B. Penelitian yang Relevan 1. Hesty Prasetyo ( Jurusan Pendidikan Seni Musik Fbs. UNY, 2003) dengan fokus penelitian pada pembuatan alat musik Krumpyung. Hesty dalam penelitian yang berjudul” Alat Musik Krumpyung Di Dusun Tegiri II Desa Hargowilis Kecamatan Kokap Kabupaten Kulon Kulon Progo” mempermasalahkan proses pembuatan Krumpyung yang mempunyai kualitas baik dilihat dari segi pemilihan bahan, penggunaan alat, proses pengerjaan, finishing, dan perakitannya. 2. Misra Yanti DN dalam penelitiannya Organologi Alat Musik Pui Puik Sarunai (2004 UNY).
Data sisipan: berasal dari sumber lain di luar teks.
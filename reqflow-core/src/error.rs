//! Error types for the coordination layer.
//!
//! Every coordinator fans a single outcome out to many callers, so the
//! error type is `Clone` and executor failures are wrapped in an `Arc`:
//! all callers that shared an operation receive the *same* underlying
//! error value.
//!
//! # Error Hierarchy
//!
//! ```text
//! CoordinationError
//! ├── Executor          - raised by a supplied executor / task / batch load fn
//! ├── ContractViolation - result array length differs from input length
//! ├── Cancelled         - clear(), watchdog timeout, or an abandoned operation
//! └── QueueOverflow     - waiting list is at its configured bound
//! ```

use std::error::Error as StdError;
use std::fmt;
use std::sync::Arc;
use std::time::Duration;

use thiserror::Error;

/// Boxed error accepted from executors.
pub type BoxError = Box<dyn StdError + Send + Sync + 'static>;

/// Result alias used by every coordinator.
pub type CoordinationResult<T> = Result<T, CoordinationError>;

/// An error produced by a caller-supplied executor, shared by reference.
#[derive(Clone)]
pub struct ExecutorError(Arc<dyn StdError + Send + Sync + 'static>);

impl ExecutorError {
    /// Wrap an executor error.
    pub fn new(err: impl Into<BoxError>) -> Self {
        Self(Arc::from(err.into()))
    }

    /// Access the original error.
    pub fn inner(&self) -> &(dyn StdError + Send + Sync + 'static) {
        &*self.0
    }

    /// Whether two handles point at the same underlying error value.
    pub fn ptr_eq(&self, other: &Self) -> bool {
        Arc::ptr_eq(&self.0, &other.0)
    }
}

impl fmt::Debug for ExecutorError {
    fn fmt(&self, f: &mut fmt::Formatter<'_>) -> fmt::Result {
        fmt::Debug::fmt(&*self.0, f)
    }
}

impl fmt::Display for ExecutorError {
    fn fmt(&self, f: &mut fmt::Formatter<'_>) -> fmt::Result {
        fmt::Display::fmt(&*self.0, f)
    }
}

impl StdError for ExecutorError {
    fn source(&self) -> Option<&(dyn StdError + 'static)> {
        self.0.source()
    }
}

/// Why a pending operation was settled without running to completion.
#[derive(Debug, Clone, Copy, PartialEq, Eq)]
pub enum CancelReason {
    /// The owning coordinator's `clear()` was called.
    Cleared,
    /// The watchdog fired before the operation started.
    TimedOut { waited: Duration },
    /// The task driving the operation went away without settling it.
    Abandoned,
}

impl fmt::Display for CancelReason {
    fn fmt(&self, f: &mut fmt::Formatter<'_>) -> fmt::Result {
        match self {
            CancelReason::Cleared => write!(f, "coordinator was cleared"),
            CancelReason::TimedOut { waited } => write!(f, "timed out after {:?} in queue", waited),
            CancelReason::Abandoned => write!(f, "operation was abandoned"),
        }
    }
}

/// Errors delivered to callers of the coordination layer.
#[derive(Debug, Clone, Error)]
pub enum CoordinationError {
    /// The executor failed; propagated verbatim to every sharing caller
    #[error("Executor failed: {0}")]
    Executor(ExecutorError),

    /// The executor returned the wrong number of results
    #[error("Contract violation: expected {expected} results, executor returned {actual}")]
    ContractViolation { expected: usize, actual: usize },

    /// The operation was cancelled before it produced a value
    #[error("Cancelled: {0}")]
    Cancelled(CancelReason),

    /// The waiting queue is full
    #[error("Queue is full (max: {max})")]
    QueueOverflow { max: usize },
}

impl CoordinationError {
    /// Create an executor error
    pub fn executor(err: impl Into<BoxError>) -> Self {
        Self::Executor(ExecutorError::new(err))
    }

    /// Create a contract violation error
    pub fn contract(expected: usize, actual: usize) -> Self {
        Self::ContractViolation { expected, actual }
    }

    /// Create a cancellation error
    pub fn cancelled(reason: CancelReason) -> Self {
        Self::Cancelled(reason)
    }

    pub fn is_cancelled(&self) -> bool {
        matches!(self, Self::Cancelled(_))
    }

    pub fn is_contract_violation(&self) -> bool {
        matches!(self, Self::ContractViolation { .. })
    }

    /// Whether two errors carry the same executor error instance.
    pub fn same_executor_error(&self, other: &Self) -> bool {
        match (self, other) {
            (Self::Executor(a), Self::Executor(b)) => a.ptr_eq(b),
            _ => false,
        }
    }
}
Dalam penelitiannya membahas tentang organology dan bentuk permainan Pui Puik di Desa Timbulun Painan Timur Kecamatan IV Jurai Kabupaten Pesisir Selatan Sumatera Barat. 3. Bayu Erlangga dalam penelitiannya Teknik Permainan dan Aransemen Angklung ”Padaeng” (2011 UNY). Dalam penelitiannya membahas tentang beberapa bentuk teknik permainan angklung Padaeng. Penelitian di atas mendeskripsikan bagaimana cara memainkan angklung Padaeng. Angklung Padaeng memiliki karakter suara atau nada tersendiri hingga cara atau teknik memainkannya sedikit berbeda. Penelitian diatas relevan dan mendukung dengan penelitian yang dilakukan peneliti dengan judul ”Proses Pembuatan dan Teknik Permainan
26
Alat Musik Sape’ Kayaan di Mendalam Kabupaten Kapuas Hulu”. Pembahasan penelitian diatas terdapat persamaan dengan penelitian ini, yaitu membahas tentang proses pembuatan dan teknik permainan, namun terdapat perbedaan pada objek penelitiannya. Kegunaan ketiga penelitian diatas untuk penelitian ini adalah untuk mendukung teori-teori yang digunakan pada penelitian ini trutama pada proses pembuatan dan teknik permainan alat musik.